Chemistry: No flop means less flip

J. Am. Chem. Soc. 128, 5332–5333 (2006)

Thanks to the violation of mirror symmetry, or parity, in processes involving the weak nuclear force, the two enantiomers of a chiral molecule — mirror-image molecules that cannot be superimposed — should have different vibrational energies. The difference is so tiny that it has never been detected, but Andrey Fokin of the Justus Liebig University in Giessen, Germany, and his co-workers are not ready to give up.

The researchers have made chiral molecules that they say are well suited to searching for the effect.The molecules have four different halogens at the corners of a carbon-cube (cubane) framework. The molecules' rigid framework would help to reduce noise in the measurement because, unlike the floppier molecules tested so far, the configuration is less likely to switch between enantiomers.

Cell Biology: The missing link

Cell 125, 327–341 (2006)

A missing link in a key biochemical signalling pathway has been identified. The Wnt pathway is one of a handful of cell-to-cell signalling systems that control embryonic development and maintain adult tissues. Defective Wnt signalling is linked to cancer.

Konrad Basler and his colleagues at the University of Zurich in Switzerland studied how β-catenin, a component of the Wnt pathway, transfers signals from a cell's membrane to its nucleus. They identified an unexpected link in the chain. They show that the protein parafibromin — previously identified as a tumour supressor in parathyroid glands — binds β-catenin as well as an RNA polymerase enzyme that transcribes genes.

Immunology: A tale of betrayal

Nature Immunol. doi:10.1038/ni1336; 10.1038/ni1344; 10.1038/ni1346 (2006)

Credit: EYE OF SCIENCE/SPL

The flagellin protein that bacteria use to make their propellor-like filaments can betray the bugs when they infect cells. A trio of papers unpicks how this happens to Salmonella typhimurium (pictured).

It was already known that the host cell receptor ‘Toll-like receptor 5’ detects flagellin to trigger an immune response. Now two groups in the United States have shown that a second part of the immune response to Salmonella, mediated by the receptor Ipaf, also depends on flagellin.

Researchers at the National Institute of Immunology in New Delhi, India, show that Salmonella's production of flagellin is boosted by lipids in the host cell — which should make the bugs easier to detect.

Journal club

Yoshinori Watanabe University of Tokyo, Japan

A geneticist reveals an unexpected pattern of chromosome segregation.

Recent experiments have reshaped my ideas about how chromosomes behave in the two types of cell division — mitosis and meiosis.

Chromosomes in cells exist in pairs. Human cells have 23 pairs, for example. One chromosome in each pair is derived from dad, the other from mum. When the cell divides, these chromosomes are copied and then shared out between the daughter cells.

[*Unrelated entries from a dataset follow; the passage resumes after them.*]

use foundation::bounds::LatLngBounds;
use formats::geojson::Feature;
use serde::{Deserialize, Serialize};

use crate::output::LabelElement;

/// How a layer derives label text from feature properties.
#[derive(Debug, Clone, PartialEq, Serialize, Deserialize)]
#[serde(rename_all = "snake_case", tag = "kind")]
pub enum LabelText {
    /// First non-empty value among the listed property keys.
    FirstOf { keys: Vec<String> },
    /// PLSS township/range designation, e.g. `T12N R5W`.
    Township,
}

impl LabelText {
    pub fn first_of<I, S>(keys: I) -> Self
    where
        I: IntoIterator<Item = S>,
        S: Into<String>,
    {
        LabelText::FirstOf {
            keys: keys.into_iter().map(Into::into).collect(),
        }
    }

    pub fn plss_section() -> Self {
        Self::first_of(["FRSTDIVNO", "SEC"])
    }

    pub fn county() -> Self {
        Self::first_of(["NAME", "NAME_ALT"])
    }

    pub fn text_for(&self, feature: &Feature) -> Option<String> {
        match self {
            LabelText::FirstOf { keys } => feature.first_property_text(keys),
            LabelText::Township => township_label(feature),
        }
    }
}

/// Label anchored at the center of the feature's bounding box.
///
/// `None` when the feature carries no usable label text.
pub fn label_for_feature(
    feature_index: usize,
    feature: &Feature,
    bounds: &LatLngBounds,
    text: &LabelText,
) -> Option<LabelElement> {
    let text = text.text_for(feature)?;
    Some(LabelElement {
        feature_index,
        anchor: bounds.center(),
        text,
    })
}

pub fn township_label(feature: &Feature) -> Option<String> {
    let part = |key: &str| feature.property_text(key).unwrap_or_default();

    let township_no = part("TWNSHPNO").trim_start_matches('0').to_string();
    let township_dir = direction_letters(&part("TWNSHPDIR"), &['N', 'S']);
    let range_no = part("RANGENO").trim_start_matches('0').to_string();
    let range_dir = direction_letters(&part("RANGEDIR"), &['E', 'W']);

    if township_no.is_empty() || township_dir.is_empty() || range_no.is_empty() || range_dir.is_empty()
    {
        return None;
    }
    Some(format!("T{township_no}{township_dir} R{range_no}{range_dir}"))
}

fn direction_letters(raw: &str, allowed: &[char]) -> String {
    raw.to_uppercase()
        .chars()
        .filter(|c| allowed.contains(c))
        .collect()
}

Mitosis produces identical daughter cells — with one copy of each ‘mum’ chromosome and one of each ‘dad’. I had thought, wrongly as it turns out, that the way mum and dad chromosomes divide in mitosis was always independent of each other.

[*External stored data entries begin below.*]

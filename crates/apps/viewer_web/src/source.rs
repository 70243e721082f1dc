use std::future::Future;

use gloo_net::http::Request;
use streaming::source::{DatasetSource, LoadError, join_location};

/// `fetch()`-backed dataset source, relative to the page's data root.
#[derive(Debug, Clone)]
pub struct BrowserSource {
    base_url: String,
}

impl BrowserSource {
    pub fn new(base_url: impl Into<String>) -> Self {
        Self {
            base_url: base_url.into(),
        }
    }
}

impl DatasetSource for BrowserSource {
    fn fetch(&self, location: &str) -> impl Future<Output = Result<String, LoadError>> {
        let url = join_location(&self.base_url, location);
        async move {
            let resp = Request::get(&url)
                .send()
                .await
                .map_err(|e| LoadError::Transport {
                    location: url.clone(),
                    reason: e.to_string(),
                })?;
            if !resp.ok() {
                return Err(LoadError::Status {
                    location: url,
                    status: resp.status(),
                });
            }
            resp.text().await.map_err(|e| LoadError::Transport {
                location: url,
                reason: e.to_string(),
            })
        }
    }
}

Sometimes, genetic material is shuffled between the mum and dad chromosomes in a pair. This process is known as recombination. Pentao Liu and his colleagues from the National Cancer Institute in Frederick, Maryland, showed that recombined chromosomes in mouse embryonic stem cells always segregated into different daughter cells (P. Lui et al. Nature Genet. 30, 66–72; 2002), whereas I had supposed it should be random.

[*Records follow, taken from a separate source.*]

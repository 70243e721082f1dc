pub mod dataset;
pub mod ponds;
pub mod source;

pub use dataset::*;
pub use ponds::*;
pub use source::*;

A further blow to my preconceived notions came from Athanasios Armakolas and Amar Klar of the National Cancer Institute (A. Armakolas & A. Klar Science 311, 1146–1149; 2006). They found that the segregation pattern of recombined chromosomes changes as the stem cells differentiate into more specialized cells.

This hints to me how meiosis, which I study, evolved from mitosis. In meiosis, the chromosomes are divided so that one daughter cell gets both mum chromosomes, the other both dads. Recombination, which may take place even during the repair of an injured chromosome, seems to have an intrinsic ability to shift mitosis towards splitting mums and dads, the hallmark of meiosis.